use crate::options::ApiOptions;

/// Rewrite a backend media URL to the same-origin proxy prefix.
///
/// `http://127.0.0.1:8000/media/panoramas/a.jpg` becomes
/// `/media/panoramas/a.jpg` when the origin is listed in
/// [`ApiOptions::media_origins`]. Other URLs are returned unchanged.
#[must_use]
pub fn proxied_media_url(url: &str, options: &ApiOptions) -> String {
    for origin in &options.media_origins {
        let origin = origin.trim_end_matches('/');
        if let Some(rest) = url.strip_prefix(origin) {
            if rest.is_empty() || rest.starts_with('/') {
                let prefix = options.media_proxy_prefix.trim_end_matches('/');
                return format!("{prefix}{rest}");
            }
        }
    }
    url.to_owned()
}

#[cfg(test)]
mod tests {
    use super::*;

    #[test]
    fn backend_media_is_proxied() {
        let opts = ApiOptions::default();
        assert_eq!(
            proxied_media_url("http://127.0.0.1:8000/media/panoramas/a.jpg", &opts),
            "/media/panoramas/a.jpg"
        );
        assert_eq!(
            proxied_media_url("http://localhost:8000/media/thumbs/b.jpg", &opts),
            "/media/thumbs/b.jpg"
        );
    }

    #[test]
    fn foreign_and_relative_urls_unchanged() {
        let opts = ApiOptions::default();
        for url in [
            "https://cdn.example.org/media/a.jpg",
            "/media/a.jpg",
            "http://127.0.0.1:8000/mediafiles/a.jpg",
        ] {
            assert_eq!(proxied_media_url(url, &opts), url);
        }
    }

    #[test]
    fn custom_prefix() {
        let opts = ApiOptions {
            media_proxy_prefix: "/proxy/media/".into(),
            ..ApiOptions::default()
        };
        assert_eq!(
            proxied_media_url("http://127.0.0.1:8000/media/a.jpg", &opts),
            "/proxy/media/a.jpg"
        );
    }
}
//! Crate-level error types.

use std::fmt;

use crate::editor::ValidationError;
use crate::viewer::ViewerError;

/// Errors produced by the panotour crate.
#[derive(Debug)]
pub enum TourError {
    /// Transport failure: backend unreachable, connection reset, timeout.
    Http(String),
    /// The backend answered with a non-success status.
    Status {
        /// HTTP status code.
        code: u16,
        /// `detail` field of the error body, when the backend sent one.
        detail: Option<String>,
    },
    /// A response body could not be decoded into the expected record.
    Decode(String),
    /// No record exists for the requested slug or id.
    NotFound(String),
    /// A write endpoint was called without the admin page's CSRF token.
    MissingCsrfToken,
    /// Hotspot form rejected client-side; nothing was sent.
    Validation(ValidationError),
    /// The panorama viewer could not display a scene.
    Viewer(ViewerError),
    /// Generic I/O failure.
    Io(std::io::Error),
    /// TOML options parsing/serialization failure.
    OptionsParse(String),
}

impl TourError {
    /// Short message suitable for showing to a tour visitor.
    #[must_use]
    pub fn user_message(&self) -> String {
        match self {
            Self::Http(_) => {
                "Unable to reach the tour server. Check your connection."
                    .to_owned()
            }
            Self::Status { detail: Some(detail), .. } => {
                format!("Failed to load scene: {detail}")
            }
            Self::Status { code, detail: None } => {
                format!("Failed to load scene (HTTP {code}).")
            }
            Self::NotFound(what) => format!("Scene not found: {what}"),
            Self::Decode(_) => {
                "The tour server sent data that could not be read.".to_owned()
            }
            Self::Viewer(_) => {
                "The panorama could not be displayed.".to_owned()
            }
            other => other.to_string(),
        }
    }
}

impl fmt::Display for TourError {
    fn fmt(&self, f: &mut fmt::Formatter<'_>) -> fmt::Result {
        match self {
            Self::Http(msg) => write!(f, "HTTP error: {msg}"),
            Self::Status { code, detail } => match detail {
                Some(detail) => write!(f, "HTTP status {code}: {detail}"),
                None => write!(f, "HTTP status {code}"),
            },
            Self::Decode(msg) => write!(f, "decode error: {msg}"),
            Self::NotFound(what) => write!(f, "not found: {what}"),
            Self::MissingCsrfToken => {
                write!(f, "CSRF token required for hotspot changes")
            }
            Self::Validation(e) => write!(f, "validation error: {e}"),
            Self::Viewer(e) => write!(f, "{e}"),
            Self::Io(e) => write!(f, "I/O error: {e}"),
            Self::OptionsParse(msg) => {
                write!(f, "options parse error: {msg}")
            }
        }
    }
}

impl std::error::Error for TourError {
    fn source(&self) -> Option<&(dyn std::error::Error + 'static)> {
        match self {
            Self::Io(e) => Some(e),
            Self::Validation(e) => Some(e),
            Self::Viewer(e) => Some(e),
            _ => None,
        }
    }
}

impl From<std::io::Error> for TourError {
    fn from(e: std::io::Error) -> Self {
        Self::Io(e)
    }
}

impl From<serde_json::Error> for TourError {
    fn from(e: serde_json::Error) -> Self {
        Self::Decode(e.to_string())
    }
}

impl From<ValidationError> for TourError {
    fn from(e: ValidationError) -> Self {
        Self::Validation(e)
    }
}

impl From<ViewerError> for TourError {
    fn from(e: ViewerError) -> Self {
        Self::Viewer(e)
    }
}
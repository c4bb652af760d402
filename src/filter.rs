//! Run acceptance predicate.
//!
//! Evaluated per run before any aggregation. Pure over its inputs: the
//! filter owns its configuration but holds no per-run state, and the
//! anomaly scan uses its own previous-value tracker, reset at entry,
//! independent of the similar tracker the aggregation pass runs later.

use crate::config::{AnomalyThresholds, FilterConfig};
use crate::model::Run;
use strum_macros::{Display, EnumIter};

#[derive(Debug, Clone, Copy, PartialEq, Eq)]
pub enum Verdict {
    Accepted,
    Rejected(RejectReason),
}

/// Why a run was dropped. `Anomalous` is a distinct, counted category —
/// it marks data corruption rather than an out-of-scope run.
#[derive(Debug, Clone, Copy, PartialEq, Eq, Hash, Display, EnumIter)]
pub enum RejectReason {
    NotCompleted,
    ExcludedPlayer,
    MissingCharacter,
    VersionMismatch,
    NoStations,
    Anomalous,
}

pub struct RunFilter {
    config: FilterConfig,
    thresholds: AnomalyThresholds,
    success_marker: String,
    fail_marker: String,
}

impl RunFilter {
    pub fn new(config: FilterConfig, thresholds: AnomalyThresholds) -> Self {
        let success_marker = config.success_marker();
        let fail_marker = config.fail_marker();
        Self {
            config,
            thresholds,
            success_marker,
            fail_marker,
        }
    }

    pub fn evaluate(&self, run_id: &str, run: &Run) -> Verdict {
        // 1. Completion markers (both derived from the terminal-level tag).
        if !run_id.contains(&self.success_marker) || run_id.contains(&self.fail_marker) {
            return Verdict::Rejected(RejectReason::NotCompleted);
        }

        // 2. Player exclusion, substring match.
        if let Some(player) = run.player.as_deref() {
            if !player.is_empty()
                && self.config.skip_players.iter().any(|skip| player.contains(skip))
            {
                return Verdict::Rejected(RejectReason::ExcludedPlayer);
            }
        }

        // 3. Character must be present and configured; version allow-list
        //    is a substring match per character.
        let Some(character) = run.character.as_deref() else {
            return Verdict::Rejected(RejectReason::MissingCharacter);
        };
        let Some(rule) = self.config.characters.get(character) else {
            return Verdict::Rejected(RejectReason::VersionMismatch);
        };
        if run.version.is_empty() || !rule.versions.iter().any(|v| run.version.contains(v)) {
            return Verdict::Rejected(RejectReason::VersionMismatch);
        }

        // 4. An empty station list means the record carries no usable data.
        if run.stations.is_empty() {
            return Verdict::Rejected(RejectReason::NoStations);
        }

        // 5. Anomaly scan.
        if self.is_anomalous(run) {
            return Verdict::Rejected(RejectReason::Anomalous);
        }

        Verdict::Accepted
    }

    /// Walks the full station sequence tracking previous Hp/Power/Money
    /// (seeded from the first station). Any single-step gain at or above a
    /// threshold marks the whole run as a corruption/cheat artifact.
    fn is_anomalous(&self, run: &Run) -> bool {
        let first = &run.stations[0].status;
        let mut prev_hp = first.hp;
        let mut prev_power = first.power;
        let mut prev_money = first.money;
        let mut anomalous = false;

        for station in &run.stations {
            let status = &station.status;
            if status.hp - prev_hp >= self.thresholds.hp_gain_threshold
                || status.power - prev_power >= self.thresholds.power_gain_threshold
                || status.money - prev_money >= self.thresholds.money_gain_threshold
            {
                anomalous = true;
            }
            prev_hp = status.hp;
            prev_power = status.power;
            prev_money = status.money;
        }

        anomalous
    }
}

Work item >> When you reach the line in the material above that holds "let success_marker = config.success_marker();", begin reproducing lines exactly, and stop after the line that holds "match per character.".

Result of the exercise >>
        let success_marker = config.success_marker();
        let fail_marker = config.fail_marker();
        Self {
            config,
            thresholds,
            success_marker,
            fail_marker,
        }
    }

    pub fn evaluate(&self, run_id: &str, run: &Run) -> Verdict {
        // 1. Completion markers (both derived from the terminal-level tag).
        if !run_id.contains(&self.success_marker) || run_id.contains(&self.fail_marker) {
            return Verdict::Rejected(RejectReason::NotCompleted);
        }

        // 2. Player exclusion, substring match.
        if let Some(player) = run.player.as_deref() {
            if !player.is_empty()
                && self.config.skip_players.iter().any(|skip| player.contains(skip))
            {
                return Verdict::Rejected(RejectReason::ExcludedPlayer);
            }
        }

        // 3. Character must be present and configured; version allow-list
        //    is a substring match per character.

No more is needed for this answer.